When K was born, Pastor Rashid asked if they could come and visit. So last Wednesday, a little troupe of 4 adults and 2 children, all looking immaculately smart turned up at our gate. We sat on the balcony, drank sodas and ate chocolate brownies while they cooed over the new baby. They gave me a gift: a Pepsi Cola T shirt and a cook book from the 80s entitled "Fresh ways with soups and stews." I re-iterate - none of these people has a job or anything like a regular income. Baby Israel, who I saw being born, was looking very healthy and huge for a 3-month-old. Baby Simon, 7 months old, was climbing all over his mother and seemed fine. When I asked how he was, I was told "he is diarating." (Ugandan English, and a neater way of saying, "he has diarrhoea.") I didn't probe: he really looked fine. Just the week before I'd gone to the doctor with one of our guards and his baby daughter, worried that she was "diarating", only to be told that up to 10 loose stools a day is normal for a breast-fed baby. (Shows how long I've been out of the nursing game. But it was reassuring to be told, anyway.)

The next evening, quite late, I got a phonecall at home in the middle of a leaving party for a Medair colleague. It was one of the neighbours, telling me that Simon had died. I was stunned.
At first I panicked. Just the day before we had all been sitting around my week-old baby. Could she have caught something life-threatening? By the morning I was more rational. We went over to see Simon's mother in their tiny shack. Simon was there, under a blanket on the floor. He looked beautiful and peaceful. His mother was distraught. "My heart is hurting," she said. This lady is an orphan herself. We all cried. They buried him that day, in a town about 60km away.

Rob bumped into Pastor Rashid later that week. Apparently, they had taken Simon to a local clinic. The doctor there assumed he had malaria and injected him with quinine. Very soon they noticed that he was having a bad reaction to the drug, so they got in a taxi to Nsambya hospital, but by the time they got there it was too late.

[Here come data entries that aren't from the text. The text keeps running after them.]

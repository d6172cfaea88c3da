use std::fmt;
use std::sync::atomic::{AtomicU64, Ordering};
use std::time::Duration;

/// Events emitted by the [`super::QueryEngine`] during a run.
#[derive(Debug, Clone, PartialEq, Eq)]
pub enum QueryEvent {
    RunStarted { input_records: usize, parallel: bool },
    Filtered { total: usize },
    Sorted { key: String, descending: bool },
    Paginated { from: usize, returned: usize },
    RunFinished {
        elapsed: Duration,
        metrics: QueryMetricsSnapshot,
    },
}

/// Observer hook for query events.
pub trait QueryObserver: Send + Sync {
    fn on_event(&self, event: &QueryEvent);
}

/// Forwards query events to `tracing`.
///
/// Run boundaries are logged at `debug`, intermediate steps at `trace`.
#[derive(Debug, Default)]
pub struct TracingQueryObserver;

impl QueryObserver for TracingQueryObserver {
    fn on_event(&self, event: &QueryEvent) {
        match event {
            QueryEvent::RunStarted {
                input_records,
                parallel,
            } => tracing::debug!(input_records, parallel, "query run started"),
            QueryEvent::RunFinished { elapsed, metrics } => {
                tracing::debug!(?elapsed, %metrics, "query run finished");
            }
            other => tracing::trace!(event = ?other, "query step"),
        }
    }
}

/// Cumulative counters across every run of an engine.
///
/// Updated by the engine; callers can snapshot them at any time.
#[derive(Debug, Default)]
pub struct QueryMetrics {
    runs: AtomicU64,
    parallel_runs: AtomicU64,
    records_scanned: AtomicU64,
    records_matched: AtomicU64,
    records_returned: AtomicU64,
    last_elapsed_ns: AtomicU64,
}

impl QueryMetrics {
    pub fn new() -> Self {
        Self::default()
    }

    pub(crate) fn record_run(
        &self,
        parallel: bool,
        scanned: usize,
        matched: usize,
        returned: usize,
        elapsed: Duration,
    ) {
        let _ = self.runs.fetch_add(1, Ordering::SeqCst);
        if parallel {
            let _ = self.parallel_runs.fetch_add(1, Ordering::SeqCst);
        }
        let _ = self.records_scanned.fetch_add(scanned as u64, Ordering::SeqCst);
        let _ = self.records_matched.fetch_add(matched as u64, Ordering::SeqCst);
        let _ = self
            .records_returned
            .fetch_add(returned as u64, Ordering::SeqCst);
        self.last_elapsed_ns.store(
            elapsed.as_nanos().min(u64::MAX as u128) as u64,
            Ordering::SeqCst,
        );
    }

    pub fn snapshot(&self) -> QueryMetricsSnapshot {
        QueryMetricsSnapshot {
            runs: self.runs.load(Ordering::SeqCst),
            parallel_runs: self.parallel_runs.load(Ordering::SeqCst),
            records_scanned: self.records_scanned.load(Ordering::SeqCst),
            records_matched: self.records_matched.load(Ordering::SeqCst),
            records_returned: self.records_returned.load(Ordering::SeqCst),
            last_elapsed: Duration::from_nanos(self.last_elapsed_ns.load(Ordering::SeqCst)),
        }
    }
}

/// Immutable snapshot of [`QueryMetrics`].
#[derive(Debug, Clone, PartialEq, Eq)]
pub struct QueryMetricsSnapshot {
    pub runs: u64,
    pub parallel_runs: u64,
    pub records_scanned: u64,
    pub records_matched: u64,
    pub records_returned: u64,
    pub last_elapsed: Duration,
}

impl fmt::Display for QueryMetricsSnapshot {
    fn fmt(&self, f: &mut fmt::Formatter<'_>) -> fmt::Result {
        write!(
            f,
            "runs={} (parallel={}), scanned={}, matched={}, returned={}, last_elapsed={:?}",
            self.runs,
            self.parallel_runs,
            self.records_scanned,
            self.records_matched,
            self.records_returned,
            self.last_elapsed
        )
    }
}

Did he have malaria? He might have done. Diarrhoea is one of many possible symptoms. Many places can't afford expensive microscopy, and even if they could, the clinical conditions aren't great for effective diagnosis. Blind treatment is the only option for many people, and malaria is a killer. But quinine is also a nasty drug; it has horrible side effects and (I have a good source for this) should never be given by injection. More likely, he just had diarrhoea and would have got through with clean water and a couple of oral rehydration sachets. We'll never know.

His memorial service is tomorrow, under the tree by the shack where they live.